- **WHAT THE TASK ASKS**
The full set of lines below has to be written out again exactly.

--- DATASET CONTENT ---

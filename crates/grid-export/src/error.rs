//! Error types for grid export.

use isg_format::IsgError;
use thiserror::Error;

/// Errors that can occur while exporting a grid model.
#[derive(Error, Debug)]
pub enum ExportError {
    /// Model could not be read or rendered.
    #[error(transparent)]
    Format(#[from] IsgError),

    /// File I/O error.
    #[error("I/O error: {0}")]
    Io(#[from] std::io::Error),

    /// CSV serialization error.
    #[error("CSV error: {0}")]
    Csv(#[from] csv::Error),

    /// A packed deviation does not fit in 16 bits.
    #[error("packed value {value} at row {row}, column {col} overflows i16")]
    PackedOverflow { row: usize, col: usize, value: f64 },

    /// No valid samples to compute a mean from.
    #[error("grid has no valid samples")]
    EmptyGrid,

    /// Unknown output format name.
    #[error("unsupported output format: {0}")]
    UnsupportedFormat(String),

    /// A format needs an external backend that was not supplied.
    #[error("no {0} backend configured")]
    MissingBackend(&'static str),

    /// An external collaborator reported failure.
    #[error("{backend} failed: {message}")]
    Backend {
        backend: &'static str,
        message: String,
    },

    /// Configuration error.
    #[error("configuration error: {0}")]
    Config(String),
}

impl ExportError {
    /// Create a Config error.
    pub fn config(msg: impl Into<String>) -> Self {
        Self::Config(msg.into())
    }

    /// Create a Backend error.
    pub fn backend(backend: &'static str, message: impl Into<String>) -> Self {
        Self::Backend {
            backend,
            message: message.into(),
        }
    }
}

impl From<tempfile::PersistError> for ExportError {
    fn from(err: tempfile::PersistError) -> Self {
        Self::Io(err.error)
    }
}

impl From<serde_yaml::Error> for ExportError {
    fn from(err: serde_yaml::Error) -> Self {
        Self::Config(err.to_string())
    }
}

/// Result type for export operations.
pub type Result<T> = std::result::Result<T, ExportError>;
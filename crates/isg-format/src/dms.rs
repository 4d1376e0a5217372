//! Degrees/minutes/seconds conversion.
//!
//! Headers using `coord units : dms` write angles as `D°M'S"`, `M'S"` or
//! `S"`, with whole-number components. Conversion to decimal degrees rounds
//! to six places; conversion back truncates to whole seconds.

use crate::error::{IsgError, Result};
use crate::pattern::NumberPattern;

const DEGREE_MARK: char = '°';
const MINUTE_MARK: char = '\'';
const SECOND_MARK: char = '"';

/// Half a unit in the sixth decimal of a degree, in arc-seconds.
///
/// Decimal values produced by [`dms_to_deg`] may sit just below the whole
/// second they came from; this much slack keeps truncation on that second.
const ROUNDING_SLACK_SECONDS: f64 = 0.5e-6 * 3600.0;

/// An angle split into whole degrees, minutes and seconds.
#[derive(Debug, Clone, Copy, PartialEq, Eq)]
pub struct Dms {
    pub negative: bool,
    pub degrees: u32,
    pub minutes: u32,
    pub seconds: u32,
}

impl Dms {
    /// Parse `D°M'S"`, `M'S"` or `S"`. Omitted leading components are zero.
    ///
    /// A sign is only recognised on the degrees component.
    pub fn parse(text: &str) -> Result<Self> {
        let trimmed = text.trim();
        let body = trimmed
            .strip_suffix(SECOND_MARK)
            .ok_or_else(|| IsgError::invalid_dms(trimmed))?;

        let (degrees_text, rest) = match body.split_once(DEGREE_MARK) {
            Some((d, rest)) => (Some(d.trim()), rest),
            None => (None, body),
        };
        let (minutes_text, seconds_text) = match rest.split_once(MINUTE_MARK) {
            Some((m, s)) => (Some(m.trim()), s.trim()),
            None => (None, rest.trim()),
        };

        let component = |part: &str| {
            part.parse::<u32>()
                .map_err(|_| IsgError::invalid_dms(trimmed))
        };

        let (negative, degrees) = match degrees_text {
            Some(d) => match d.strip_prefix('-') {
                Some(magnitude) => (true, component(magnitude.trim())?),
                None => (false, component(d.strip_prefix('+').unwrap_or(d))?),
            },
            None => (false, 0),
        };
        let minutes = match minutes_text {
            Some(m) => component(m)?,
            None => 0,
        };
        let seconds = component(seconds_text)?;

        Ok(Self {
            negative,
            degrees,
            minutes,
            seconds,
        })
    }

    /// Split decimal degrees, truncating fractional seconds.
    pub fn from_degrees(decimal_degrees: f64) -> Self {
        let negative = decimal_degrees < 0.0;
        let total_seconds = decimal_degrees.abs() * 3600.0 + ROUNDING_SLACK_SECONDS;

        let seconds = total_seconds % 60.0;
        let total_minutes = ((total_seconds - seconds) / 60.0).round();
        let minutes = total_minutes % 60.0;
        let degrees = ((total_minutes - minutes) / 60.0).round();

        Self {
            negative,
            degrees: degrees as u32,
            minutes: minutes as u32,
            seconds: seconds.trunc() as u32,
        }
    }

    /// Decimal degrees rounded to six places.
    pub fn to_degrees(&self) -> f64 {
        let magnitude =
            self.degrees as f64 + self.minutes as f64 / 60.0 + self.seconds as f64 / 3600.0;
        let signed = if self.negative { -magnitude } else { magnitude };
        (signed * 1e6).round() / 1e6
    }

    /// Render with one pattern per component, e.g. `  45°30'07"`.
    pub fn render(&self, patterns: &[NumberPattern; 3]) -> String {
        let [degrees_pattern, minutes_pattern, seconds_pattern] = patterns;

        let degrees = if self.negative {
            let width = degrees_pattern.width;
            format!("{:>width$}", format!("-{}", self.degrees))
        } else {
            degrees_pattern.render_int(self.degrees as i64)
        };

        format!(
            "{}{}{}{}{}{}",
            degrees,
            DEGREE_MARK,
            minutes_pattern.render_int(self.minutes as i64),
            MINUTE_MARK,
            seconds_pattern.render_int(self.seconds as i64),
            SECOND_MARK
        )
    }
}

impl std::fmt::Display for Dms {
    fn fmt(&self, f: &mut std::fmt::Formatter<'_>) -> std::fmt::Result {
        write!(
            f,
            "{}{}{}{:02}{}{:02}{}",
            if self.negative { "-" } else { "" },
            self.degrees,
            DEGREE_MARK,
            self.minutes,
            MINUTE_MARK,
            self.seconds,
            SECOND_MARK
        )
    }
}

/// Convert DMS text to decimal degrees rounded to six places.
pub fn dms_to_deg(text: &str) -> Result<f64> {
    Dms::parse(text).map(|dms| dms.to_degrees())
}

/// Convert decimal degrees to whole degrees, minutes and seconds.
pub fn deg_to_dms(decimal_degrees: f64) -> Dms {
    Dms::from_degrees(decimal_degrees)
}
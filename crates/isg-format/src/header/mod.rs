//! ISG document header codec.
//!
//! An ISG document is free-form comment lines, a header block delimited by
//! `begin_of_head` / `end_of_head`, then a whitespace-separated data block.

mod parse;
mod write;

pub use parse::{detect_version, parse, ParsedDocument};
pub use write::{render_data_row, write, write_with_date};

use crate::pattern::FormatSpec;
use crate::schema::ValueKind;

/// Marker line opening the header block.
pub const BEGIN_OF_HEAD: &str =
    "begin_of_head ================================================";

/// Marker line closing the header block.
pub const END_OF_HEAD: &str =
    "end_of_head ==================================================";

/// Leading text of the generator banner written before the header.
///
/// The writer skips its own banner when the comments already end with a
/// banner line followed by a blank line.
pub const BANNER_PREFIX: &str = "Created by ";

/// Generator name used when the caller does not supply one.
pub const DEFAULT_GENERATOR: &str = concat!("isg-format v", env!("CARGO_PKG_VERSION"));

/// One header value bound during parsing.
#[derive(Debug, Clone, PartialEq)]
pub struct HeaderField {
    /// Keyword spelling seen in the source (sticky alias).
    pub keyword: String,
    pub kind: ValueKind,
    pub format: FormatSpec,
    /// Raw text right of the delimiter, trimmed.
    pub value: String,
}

---

- **TASK ANSWER**
filename crates/grid-export/src/error.rs
//! Error types for grid export.

use isg_format::IsgError;
use thiserror::Error;

/// Errors that can occur while exporting a grid model.
#[derive(Error, Debug)]
pub enum ExportError {
    /// Model could not be read or rendered.
    #[error(transparent)]
    Format(#[from] IsgError),

    /// File I/O error.
    #[error("I/O error: {0}")]
    Io(#[from] std::io::Error),

    /// CSV serialization error.
    #[error("CSV error: {0}")]
    Csv(#[from] csv::Error),

    /// A packed deviation does not fit in 16 bits.
    #[error("packed value {value} at row {row}, column {col} overflows i16")]
    PackedOverflow { row: usize, col: usize, value: f64 },

    /// No valid samples to compute a mean from.
    #[error("grid has no valid samples")]
    EmptyGrid,

    /// Unknown output format name.
    #[error("unsupported output format: {0}")]
    UnsupportedFormat(String),

    /// A format needs an external backend that was not supplied.
    #[error("no {0} backend configured")]
    MissingBackend(&'static str),

    /// An external collaborator reported failure.
    #[error("{backend} failed: {message}")]
    Backend {
        backend: &'static str,
        message: String,
    },

    /// Configuration error.
    #[error("configuration error: {0}")]
    Config(String),
}

impl ExportError {
    /// Create a Config error.
    pub fn config(msg: impl Into<String>) -> Self {
        Self::Config(msg.into())
    }

    /// Create a Backend error.
    pub fn backend(backend: &'static str, message: impl Into<String>) -> Self {
        Self::Backend {
            backend,
            message: message.into(),
        }
    }
}

impl From<tempfile::PersistError> for ExportError {
    fn from(err: tempfile::PersistError) -> Self {
        Self::Io(err.error)
    }
}

impl From<serde_yaml::Error> for ExportError {
    fn from(err: serde_yaml::Error) -> Self {
        Self::Config(err.to_string())
    }
}

/// Result type for export operations.
pub type Result<T> = std::result::Result<T, ExportError>;
filename crates/isg-format/src/dms.rs
repository 4d1376e0a5217372
//! Degrees/minutes/seconds conversion.
//!
//! Headers using `coord units : dms` write angles as `D°M'S"`, `M'S"` or
//! `S"`, with whole-number components. Conversion to decimal degrees rounds
//! to six places; conversion back truncates to whole seconds.

use crate::error::{IsgError, Result};
use crate::pattern::NumberPattern;

const DEGREE_MARK: char = '°';
const MINUTE_MARK: char = '\'';
const SECOND_MARK: char = '"';

/// Half a unit in the sixth decimal of a degree, in arc-seconds.
///
/// Decimal values produced by [`dms_to_deg`] may sit just below the whole
/// second they came from; this much slack keeps truncation on that second.
const ROUNDING_SLACK_SECONDS: f64 = 0.5e-6 * 3600.0;

/// An angle split into whole degrees, minutes and seconds.
#[derive(Debug, Clone, Copy, PartialEq, Eq)]
pub struct Dms {
    pub negative: bool,
    pub degrees: u32,
    pub minutes: u32,
    pub seconds: u32,
}

impl Dms {
    /// Parse `D°M'S"`, `M'S"` or `S"`. Omitted leading components are zero.
    ///
    /// A sign is only recognised on the degrees component.
    pub fn parse(text: &str) -> Result<Self> {
        let trimmed = text.trim();
        let body = trimmed
            .strip_suffix(SECOND_MARK)
            .ok_or_else(|| IsgError::invalid_dms(trimmed))?;

        let (degrees_text, rest) = match body.split_once(DEGREE_MARK) {
            Some((d, rest)) => (Some(d.trim()), rest),
            None => (None, body),
        };
        let (minutes_text, seconds_text) = match rest.split_once(MINUTE_MARK) {
            Some((m, s)) => (Some(m.trim()), s.trim()),
            None => (None, rest.trim()),
        };

        let component = |part: &str| {
            part.parse::<u32>()
                .map_err(|_| IsgError::invalid_dms(trimmed))
        };

        let (negative, degrees) = match degrees_text {
            Some(d) => match d.strip_prefix('-') {
                Some(magnitude) => (true, component(magnitude.trim())?),
                None => (false, component(d.strip_prefix('+').unwrap_or(d))?),
            },
            None => (false, 0),
        };
        let minutes = match minutes_text {
            Some(m) => component(m)?,
            None => 0,
        };
        let seconds = component(seconds_text)?;

        Ok(Self {
            negative,
            degrees,
            minutes,
            seconds,
        })
    }

    /// Split decimal degrees, truncating fractional seconds.
    pub fn from_degrees(decimal_degrees: f64) -> Self {
        let negative = decimal_degrees < 0.0;
        let total_seconds = decimal_degrees.abs() * 3600.0 + ROUNDING_SLACK_SECONDS;

        let seconds = total_seconds % 60.0;
        let total_minutes = ((total_seconds - seconds) / 60.0).round();
        let minutes = total_minutes % 60.0;
        let degrees = ((total_minutes - minutes) / 60.0).round();

        Self {
            negative,
            degrees: degrees as u32,
            minutes: minutes as u32,
            seconds: seconds.trunc() as u32,
        }
    }

    /// Decimal degrees rounded to six places.
    pub fn to_degrees(&self) -> f64 {
        let magnitude =
            self.degrees as f64 + self.minutes as f64 / 60.0 + self.seconds as f64 / 3600.0;
        let signed = if self.negative { -magnitude } else { magnitude };
        (signed * 1e6).round() / 1e6
    }

    /// Render with one pattern per component, e.g. `  45°30'07"`.
    pub fn render(&self, patterns: &[NumberPattern; 3]) -> String {
        let [degrees_pattern, minutes_pattern, seconds_pattern] = patterns;

        let degrees = if self.negative {
            let width = degrees_pattern.width;
            format!("{:>width$}", format!("-{}", self.degrees))
        } else {
            degrees_pattern.render_int(self.degrees as i64)
        };

        format!(
            "{}{}{}{}{}{}",
            degrees,
            DEGREE_MARK,
            minutes_pattern.render_int(self.minutes as i64),
            MINUTE_MARK,
            seconds_pattern.render_int(self.seconds as i64),
            SECOND_MARK
        )
    }
}

impl std::fmt::Display for Dms {
    fn fmt(&self, f: &mut std::fmt::Formatter<'_>) -> std::fmt::Result {
        write!(
            f,
            "{}{}{}{:02}{}{:02}{}",
            if self.negative { "-" } else { "" },
            self.degrees,
            DEGREE_MARK,
            self.minutes,
            MINUTE_MARK,
            self.seconds,
            SECOND_MARK
        )
    }
}

/// Convert DMS text to decimal degrees rounded to six places.
pub fn dms_to_deg(text: &str) -> Result<f64> {
    Dms::parse(text).map(|dms| dms.to_degrees())
}

/// Convert decimal degrees to whole degrees, minutes and seconds.
pub fn deg_to_dms(decimal_degrees: f64) -> Dms {
    Dms::from_degrees(decimal_degrees)
}
filename crates/isg-format/src/header/mod.rs
//! ISG document header codec.
//!
//! An ISG document is free-form comment lines, a header block delimited by
//! `begin_of_head` / `end_of_head`, then a whitespace-separated data block.

mod parse;
mod write;

pub use parse::{detect_version, parse, ParsedDocument};
pub use write::{render_data_row, write, write_with_date};

use crate::pattern::FormatSpec;
use crate::schema::ValueKind;

/// Marker line opening the header block.
pub const BEGIN_OF_HEAD: &str =
    "begin_of_head ================================================";

/// Marker line closing the header block.
pub const END_OF_HEAD: &str =
    "end_of_head ==================================================";

/// Leading text of the generator banner written before the header.
///
/// The writer skips its own banner when the comments already end with a
/// banner line followed by a blank line.
pub const BANNER_PREFIX: &str = "Created by ";

/// Generator name used when the caller does not supply one.
pub const DEFAULT_GENERATOR: &str = concat!("isg-format v", env!("CARGO_PKG_VERSION"));

/// One header value bound during parsing.
#[derive(Debug, Clone, PartialEq)]
pub struct HeaderField {
    /// Keyword spelling seen in the source (sticky alias).
    pub keyword: String,
    pub kind: ValueKind,
    pub format: FormatSpec,
    /// Raw text right of the delimiter, trimmed.
    pub value: String,
}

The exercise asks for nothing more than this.